--- Listed entries Enclosed Below ---

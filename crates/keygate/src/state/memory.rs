//! Process-local state store.

use std::collections::HashMap;

use async_trait::async_trait;
use parking_lot::RwLock;

use super::StateStore;
use crate::error::Result;
use crate::types::NetState;

/// In-memory store; state is lost when the process exits.
#[derive(Debug, Default)]
pub struct MemoryStore {
    networks: RwLock<HashMap<String, NetState>>,
}

impl MemoryStore {
    /// Creates an empty store.
    #[must_use]
    pub fn new() -> Self {
        Self::default()
    }

    /// Number of networks that have been written.
    #[must_use]
    pub fn len(&self) -> usize {
        self.networks.read().len()
    }

    /// Returns true if nothing has been written.
    #[must_use]
    pub fn is_empty(&self) -> bool {
        self.networks.read().is_empty()
    }
}

#[async_trait]
impl StateStore for MemoryStore {
    async fn get(&self, network_id: &str) -> Result<NetState> {
        Ok(self
            .networks
            .read()
            .get(network_id)
            .cloned()
            .unwrap_or_default())
    }

    async fn put(&self, network_id: &str, state: &NetState) -> Result<()> {
        self.networks
            .write()
            .insert(network_id.to_string(), state.clone());
        Ok(())
    }
}
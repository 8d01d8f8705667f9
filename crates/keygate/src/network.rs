//! The network aggregate: one network's static config joined with its state.
//!
//! `Network` is rebuilt from the state store on every access and is never
//! persisted itself. The transitions here only touch in-memory state; the
//! manager wraps them with hooks, address assignment, persistence and sync.

use std::ops::{Deref, DerefMut};
use std::sync::Arc;

use chrono::{DateTime, Utc};

use crate::error::{NmError, Result};
use crate::types::{NetConfig, NetState, Peer};

/// One network's config and freshly loaded state.
#[derive(Debug, Clone)]
pub struct Network {
    config: Arc<NetConfig>,
    /// The mutable state loaded from the store.
    pub state: NetState,
}

/// Keys whose expiration schedule lapsed during one sweep of a network.
#[derive(Debug, Clone, Default, PartialEq, Eq)]
pub struct Lapsed {
    /// Keys whose approval schedule lapsed.
    pub approvals: Vec<String>,
    /// Keys whose activation schedule lapsed.
    pub activations: Vec<String>,
    /// Peers moved back to staging (enforcing sweeps only).
    pub restaged: Vec<Peer>,
    /// Whether the active set changed (enforcing sweeps only).
    pub active_changed: bool,
}

impl Lapsed {
    /// Returns true if nothing lapsed.
    #[must_use]
    pub fn is_empty(&self) -> bool {
        self.approvals.is_empty() && self.activations.is_empty()
    }
}

impl Network {
    /// Joins a config with a state.
    #[must_use]
    pub fn new(config: Arc<NetConfig>, state: NetState) -> Self {
        Self { config, state }
    }

    /// The static configuration.
    #[must_use]
    pub fn config(&self) -> &NetConfig {
        &self.config
    }

    /// Network ID.
    #[must_use]
    pub fn id(&self) -> &str {
        &self.config.id
    }

    /// Human-readable name.
    #[must_use]
    pub fn name(&self) -> &str {
        &self.config.name
    }

    /// Consumes the network, returning its state.
    #[must_use]
    pub fn into_state(self) -> NetState {
        self.state
    }

    /// Stages a peer. Any addresses offered by the registrant are dropped;
    /// addresses are only ever assigned on approval.
    pub fn stage(&mut self, mut peer: Peer) {
        peer.addresses.clear();
        self.state.staged_peers.insert(peer.pub_key.clone(), peer);
    }

    /// Returns the staged peer with this key.
    ///
    /// # Errors
    ///
    /// Returns [`NmError::UnknownPeer`] if the key is not staged.
    pub fn staged(&self, key: &str) -> Result<&Peer> {
        self.state
            .staged_peers
            .get(key)
            .ok_or_else(|| NmError::unknown_peer(self.id(), key))
    }

    /// Returns the approved peer with this key.
    ///
    /// # Errors
    ///
    /// Returns [`NmError::UnknownPeer`] if the key is not approved.
    pub fn approved(&self, key: &str) -> Result<&Peer> {
        self.state
            .approved_peers
            .get(key)
            .ok_or_else(|| NmError::unknown_peer(self.id(), key))
    }

    /// Moves a configured peer from staged to approved and schedules its
    /// approval expiry if the network has one.
    ///
    /// # Errors
    ///
    /// Returns an error, leaving the state untouched, if the expiry
    /// deadline cannot be represented.
    pub fn approve(&mut self, peer: Peer, now: DateTime<Utc>) -> Result<()> {
        let deadline = deadline(now, self.config.approve_expiry()?)?;
        let key = peer.pub_key.clone();
        self.state.staged_peers.remove(&key);
        if let Some(at) = deadline {
            self.state.approval_expirations.insert(key.clone(), at);
        }
        self.state.approved_peers.insert(key, peer);
        Ok(())
    }

    /// Adds an approved peer to the active set and schedules its
    /// activation expiry if the network has one.
    ///
    /// # Errors
    ///
    /// Returns [`NmError::UnknownPeer`] if the key is not approved.
    pub fn activate(&mut self, key: &str, now: DateTime<Utc>) -> Result<()> {
        let peer = self.approved(key)?.clone();
        if let Some(at) = deadline(now, self.config.activate_expiry()?)? {
            self.state
                .activation_expirations
                .insert(key.to_string(), at);
        }
        self.state.active_peers.insert(key.to_string(), peer);
        Ok(())
    }

    /// Removes a key from the active set and its activation schedule.
    ///
    /// Returns true if the active set changed membership.
    pub fn deactivate(&mut self, key: &str) -> bool {
        self.state.activation_expirations.remove(key);
        self.state.active_peers.remove(key).is_some()
    }

    /// Removes a key from the approved set and its approval schedule,
    /// returning the removed peer.
    ///
    /// # Errors
    ///
    /// Returns [`NmError::UnknownPeer`] if the key is not approved.
    pub fn disapprove(&mut self, key: &str) -> Result<Peer> {
        let peer = self
            .state
            .approved_peers
            .remove(key)
            .ok_or_else(|| NmError::unknown_peer(self.id(), key))?;
        self.state.approval_expirations.remove(key);
        Ok(peer)
    }

    /// Drops every schedule entry whose timestamp is strictly before `now`.
    ///
    /// When `enforce` is set, lapsed activations also leave the active set
    /// and lapsed approvals go back to staging without their addresses.
    pub fn expire(&mut self, now: DateTime<Utc>, enforce: bool) -> Lapsed {
        let mut lapsed = Lapsed {
            approvals: lapsed_keys(&self.state.approval_expirations, now),
            activations: lapsed_keys(&self.state.activation_expirations, now),
            ..Lapsed::default()
        };

        for key in &lapsed.activations {
            self.state.activation_expirations.remove(key);
            if enforce && self.state.active_peers.remove(key).is_some() {
                lapsed.active_changed = true;
            }
        }

        for key in &lapsed.approvals {
            self.state.approval_expirations.remove(key);
            if !enforce {
                continue;
            }
            if let Some(peer) = self.state.approved_peers.remove(key) {
                if self.deactivate(key) {
                    lapsed.active_changed = true;
                }
                let mut staged = peer.clone();
                staged.addresses.clear();
                self.state.staged_peers.insert(key.clone(), staged);
                lapsed.restaged.push(peer);
            }
        }

        lapsed
    }
}

fn deadline(
    now: DateTime<Utc>,
    expiry: Option<chrono::Duration>,
) -> Result<Option<DateTime<Utc>>> {
    expiry
        .map(|expiry| {
            now.checked_add_signed(expiry).ok_or_else(|| {
                NmError::Internal(format!("expiry deadline {now} + {expiry} is out of range"))
            })
        })
        .transpose()
}

fn lapsed_keys(
    schedule: &std::collections::HashMap<String, DateTime<Utc>>,
    now: DateTime<Utc>,
) -> Vec<String> {
    let mut keys: Vec<String> = schedule
        .iter()
        .filter(|(_, at)| now > **at)
        .map(|(key, _)| key.clone())
        .collect();
    keys.sort();
    keys
}

impl Deref for Network {
    type Target = NetState;

    fn deref(&self) -> &Self::Target {
        &self.state
    }
}

impl DerefMut for Network {
    fn deref_mut(&mut self) -> &mut Self::Target {
        &mut self.state
    }
}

--- End of Enclosed Listed entries ---

* Instructions to follow
The answer should consist of every record above, copied exactly.

* Answer to this exercise
filename crates/keygate/src/state/memory.rs
//! Process-local state store.

use std::collections::HashMap;

use async_trait::async_trait;
use parking_lot::RwLock;

use super::StateStore;
use crate::error::Result;
use crate::types::NetState;

/// In-memory store; state is lost when the process exits.
#[derive(Debug, Default)]
pub struct MemoryStore {
    networks: RwLock<HashMap<String, NetState>>,
}

impl MemoryStore {
    /// Creates an empty store.
    #[must_use]
    pub fn new() -> Self {
        Self::default()
    }

    /// Number of networks that have been written.
    #[must_use]
    pub fn len(&self) -> usize {
        self.networks.read().len()
    }

    /// Returns true if nothing has been written.
    #[must_use]
    pub fn is_empty(&self) -> bool {
        self.networks.read().is_empty()
    }
}

#[async_trait]
impl StateStore for MemoryStore {
    async fn get(&self, network_id: &str) -> Result<NetState> {
        Ok(self
            .networks
            .read()
            .get(network_id)
            .cloned()
            .unwrap_or_default())
    }

    async fn put(&self, network_id: &str, state: &NetState) -> Result<()> {
        self.networks
            .write()
            .insert(network_id.to_string(), state.clone());
        Ok(())
    }
}
repository 8d01d8f8705667f9
filename crates/keygate/src/network.rs
//! The network aggregate: one network's static config joined with its state.
//!
//! `Network` is rebuilt from the state store on every access and is never
//! persisted itself. The transitions here only touch in-memory state; the
//! manager wraps them with hooks, address assignment, persistence and sync.

use std::ops::{Deref, DerefMut};
use std::sync::Arc;

use chrono::{DateTime, Utc};

use crate::error::{NmError, Result};
use crate::types::{NetConfig, NetState, Peer};

/// One network's config and freshly loaded state.
#[derive(Debug, Clone)]
pub struct Network {
    config: Arc<NetConfig>,
    /// The mutable state loaded from the store.
    pub state: NetState,
}

/// Keys whose expiration schedule lapsed during one sweep of a network.
#[derive(Debug, Clone, Default, PartialEq, Eq)]
pub struct Lapsed {
    /// Keys whose approval schedule lapsed.
    pub approvals: Vec<String>,
    /// Keys whose activation schedule lapsed.
    pub activations: Vec<String>,
    /// Peers moved back to staging (enforcing sweeps only).
    pub restaged: Vec<Peer>,
    /// Whether the active set changed (enforcing sweeps only).
    pub active_changed: bool,
}

impl Lapsed {
    /// Returns true if nothing lapsed.
    #[must_use]
    pub fn is_empty(&self) -> bool {
        self.approvals.is_empty() && self.activations.is_empty()
    }
}

impl Network {
    /// Joins a config with a state.
    #[must_use]
    pub fn new(config: Arc<NetConfig>, state: NetState) -> Self {
        Self { config, state }
    }

    /// The static configuration.
    #[must_use]
    pub fn config(&self) -> &NetConfig {
        &self.config
    }

    /// Network ID.
    #[must_use]
    pub fn id(&self) -> &str {
        &self.config.id
    }

    /// Human-readable name.
    #[must_use]
    pub fn name(&self) -> &str {
        &self.config.name
    }

    /// Consumes the network, returning its state.
    #[must_use]
    pub fn into_state(self) -> NetState {
        self.state
    }

    /// Stages a peer. Any addresses offered by the registrant are dropped;
    /// addresses are only ever assigned on approval.
    pub fn stage(&mut self, mut peer: Peer) {
        peer.addresses.clear();
        self.state.staged_peers.insert(peer.pub_key.clone(), peer);
    }

    /// Returns the staged peer with this key.
    ///
    /// # Errors
    ///
    /// Returns [`NmError::UnknownPeer`] if the key is not staged.
    pub fn staged(&self, key: &str) -> Result<&Peer> {
        self.state
            .staged_peers
            .get(key)
            .ok_or_else(|| NmError::unknown_peer(self.id(), key))
    }

    /// Returns the approved peer with this key.
    ///
    /// # Errors
    ///
    /// Returns [`NmError::UnknownPeer`] if the key is not approved.
    pub fn approved(&self, key: &str) -> Result<&Peer> {
        self.state
            .approved_peers
            .get(key)
            .ok_or_else(|| NmError::unknown_peer(self.id(), key))
    }

    /// Moves a configured peer from staged to approved and schedules its
    /// approval expiry if the network has one.
    ///
    /// # Errors
    ///
    /// Returns an error, leaving the state untouched, if the expiry
    /// deadline cannot be represented.
    pub fn approve(&mut self, peer: Peer, now: DateTime<Utc>) -> Result<()> {
        let deadline = deadline(now, self.config.approve_expiry()?)?;
        let key = peer.pub_key.clone();
        self.state.staged_peers.remove(&key);
        if let Some(at) = deadline {
            self.state.approval_expirations.insert(key.clone(), at);
        }
        self.state.approved_peers.insert(key, peer);
        Ok(())
    }

    /// Adds an approved peer to the active set and schedules its
    /// activation expiry if the network has one.
    ///
    /// # Errors
    ///
    /// Returns [`NmError::UnknownPeer`] if the key is not approved.
    pub fn activate(&mut self, key: &str, now: DateTime<Utc>) -> Result<()> {
        let peer = self.approved(key)?.clone();
        if let Some(at) = deadline(now, self.config.activate_expiry()?)? {
            self.state
                .activation_expirations
                .insert(key.to_string(), at);
        }
        self.state.active_peers.insert(key.to_string(), peer);
        Ok(())
    }

    /// Removes a key from the active set and its activation schedule.
    ///
    /// Returns true if the active set changed membership.
    pub fn deactivate(&mut self, key: &str) -> bool {
        self.state.activation_expirations.remove(key);
        self.state.active_peers.remove(key).is_some()
    }

    /// Removes a key from the approved set and its approval schedule,
    /// returning the removed peer.
    ///
    /// # Errors
    ///
    /// Returns [`NmError::UnknownPeer`] if the key is not approved.
    pub fn disapprove(&mut self, key: &str) -> Result<Peer> {
        let peer = self
            .state
            .approved_peers
            .remove(key)
            .ok_or_else(|| NmError::unknown_peer(self.id(), key))?;
        self.state.approval_expirations.remove(key);
        Ok(peer)
    }

    /// Drops every schedule entry whose timestamp is strictly before `now`.
    ///
    /// When `enforce` is set, lapsed activations also leave the active set
    /// and lapsed approvals go back to staging without their addresses.
    pub fn expire(&mut self, now: DateTime<Utc>, enforce: bool) -> Lapsed {
        let mut lapsed = Lapsed {
            approvals: lapsed_keys(&self.state.approval_expirations, now),
            activations: lapsed_keys(&self.state.activation_expirations, now),
            ..Lapsed::default()
        };

        for key in &lapsed.activations {
            self.state.activation_expirations.remove(key);
            if enforce && self.state.active_peers.remove(key).is_some() {
                lapsed.active_changed = true;
            }
        }

        for key in &lapsed.approvals {
            self.state.approval_expirations.remove(key);
            if !enforce {
                continue;
            }
            if let Some(peer) = self.state.approved_peers.remove(key) {
                if self.deactivate(key) {
                    lapsed.active_changed = true;
                }
                let mut staged = peer.clone();
                staged.addresses.clear();
                self.state.staged_peers.insert(key.clone(), staged);
                lapsed.restaged.push(peer);
            }
        }

        lapsed
    }
}

fn deadline(
    now: DateTime<Utc>,
    expiry: Option<chrono::Duration>,
) -> Result<Option<DateTime<Utc>>> {
    expiry
        .map(|expiry| {
            now.checked_add_signed(expiry).ok_or_else(|| {
                NmError::Internal(format!("expiry deadline {now} + {expiry} is out of range"))
            })
        })
        .transpose()
}

fn lapsed_keys(
    schedule: &std::collections::HashMap<String, DateTime<Utc>>,
    now: DateTime<Utc>,
) -> Vec<String> {
    let mut keys: Vec<String> = schedule
        .iter()
        .filter(|(_, at)| now > **at)
        .map(|(key, _)| key.clone())
        .collect();
    keys.sort();
    keys
}

impl Deref for Network {
    type Target = NetState;

    fn deref(&self) -> &Self::Target {
        &self.state
    }
}

impl DerefMut for Network {
    fn deref_mut(&mut self) -> &mut Self::Target {
        &mut self.state
    }
}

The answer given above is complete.